On the national stuff I don't buy the idea that one man making donations through third parties somehow shows the whole system of political funding is wrong, especially when the donations are to the Labour Party. It shouldn't have happened, but I'm sure that once all the people named by David Abrahams have apologised and promised to learn lessons moving forward, they'll all manage to stay out of jail. I'm not impressed by people arguing for breaking the union link - just because of one temporary, quirky scenario. After all, the unions are vital to the New Labour project. We keep them as tightly bound by the bo***cks as Maggie Thatcher did, of course, but without them the Party would be even more in debt than the £23 million currently showing in red on the balance sheet.

Peter Watt and David Abrahams discuss footballThe Party needs to tighten up procedures to ensure donations are transparent, but the law only needs a small change to regulate campaign spending between elections which, because of a drafting omission we've blamed on civil servants, allows rich donors or candidates to "buy" marginal seats with saturation spending in the "long" campaign. I wrote that before reading what Gordon Brown said to the NPF yesterday, but I haven't deleted it because I totally disagree with the PM. I'm against a cap on individual donations. As long as people are transparent about donating, or cover it up but apologise nicely afterwards, we should have a system that encourages people and groups of people such as trade unions to give vast sums of wonga to political parties - not put limits on it in a way that somehow suggests donating is wrong or corrupting, even if it is.

As we're on the subject of election law, the bit above about Springfield is:

Printed and promoted by Luke Akehurst of Flat 1, 8 Beatty Road, London, N16 8EB on behalf of Mohamed Munaf Zina of 91 Kyverdale Road, London, N16 6PP - or at least would be if anything I'd said above made me subject to the law on political imprints, which was not the case as the law only "applies to any material that can be reasonably regarded as intended to promote or procure the election of a candidate at an election, whether or not it can be regarded as intended to achieve any other purpose as well."

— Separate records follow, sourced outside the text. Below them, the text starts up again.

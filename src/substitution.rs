//! Caller-supplied bookmark values.
//!
//! The data document can have any root; every element named `bookmark`
//! (unprefixed) with a `name` attribute contributes one entry:
//!
//! ```xml
//! <data>
//!   <bookmark name="Title">Quarterly report</bookmark>
//!   <bookmark name="Body"><![CDATA[<html><p>Hi</p></html>]]></bookmark>
//! </data>
//! ```

use std::collections::HashSet;

use tracing::warn;

use crate::error::Result;
use crate::xml::XmlTree;

/// Read `(name, value)` pairs from bookmark data XML, in document order.
///
/// The value is the element's own text; child elements are not part of it.
/// A name supplied twice keeps its first value.
pub fn parse_bookmark_data(xml: &str) -> Result<Vec<(String, String)>> {
    let tree = XmlTree::parse_str(xml)?;
    let root = tree.root();

    let mut seen = HashSet::new();
    let mut entries = Vec::new();
    for id in std::iter::once(root).chain(tree.descendants(root)) {
        let Some(name) = tree.name(id) else {
            continue;
        };
        if name.prefix.is_some() || name.local != "bookmark" {
            continue;
        }
        let Some(key) = tree.plain_attr(id, "name") else {
            continue;
        };
        if !seen.insert(key.to_string()) {
            warn!(bookmark = key, "duplicate bookmark value ignored");
            continue;
        }
        let value: String = tree
            .children(id)
            .iter()
            .filter_map(|&c| tree.text(c))
            .collect();
        entries.push((key.to_string(), value));
    }
    Ok(entries)
}

/// Ordered `name -> value` map restricted to bookmarks the template has.
#[derive(Debug, Clone, Default, PartialEq, Eq)]
pub struct SubstitutionMap {
    entries: Vec<(String, String)>,
}

impl SubstitutionMap {
    /// Intersect the template's bookmark names with the data XML.
    ///
    /// Order follows the data; names missing on either side are dropped.
    pub fn build<S: AsRef<str>>(template_names: &[S], xml: &str) -> Result<Self> {
        Ok(Self::from_entries(template_names, parse_bookmark_data(xml)?))
    }

    pub fn from_entries<S: AsRef<str>>(
        template_names: &[S],
        entries: impl IntoIterator<Item = (String, String)>,
    ) -> Self {
        let known: HashSet<&str> = template_names.iter().map(|name| name.as_ref()).collect();
        let entries = entries
            .into_iter()
            .filter(|(name, _)| known.contains(name.as_str()))
            .collect();
        Self { entries }
    }

    pub fn iter(&self) -> impl Iterator<Item = (&str, &str)> {
        self.entries.iter().map(|(k, v)| (k.as_str(), v.as_str()))
    }

    pub fn get(&self, name: &str) -> Option<&str> {
        self.entries
            .iter()
            .find(|(k, _)| k == name)
            .map(|(_, v)| v.as_str())
    }

    pub fn names(&self) -> impl Iterator<Item = &str> {
        self.entries.iter().map(|(k, _)| k.as_str())
    }

    pub fn len(&self) -> usize {
        self.entries.len()
    }

    pub fn is_empty(&self) -> bool {
        self.entries.is_empty()
    }
}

As a Labour Chief Whip, I'm familiar with the Electoral Commission's Guidelines on the new imprint requirements under Section 66 of The Electoral Administration Act, para 3.20 of which states: "All election publicity must carry an imprint with details of the full name and full postal address of the printer and promoter of the material. There is no longer a requirement to include the details of a publisher; however if the material includes the publisher’s details in addition to that of the printer and promoter, this will be acceptable. The name and address of any person on whose behalf the material is being published must also be included, if this person is not the promoter." And para 3.29: "Any website that refers to an election or candidate(s) should have an imprint as a matter of good practice." So it would be poor practice, if not strictly illegal, had I encouraged people to vote for X and imprinted it: "Promoted by Luke Akehurst..."

2 comments:

Anonymous said...

Both Akehursts seem to forget that:

a) being told to piss off on the doorstep with a "yes, i'll bloody vote Labour, now f*** off" is not a hard labour vote

b) it's December and the estates will stay home.

This is a two horse race, and Labour ain't in it.

Anonymous said...

do all 29,000 promises have postal votes?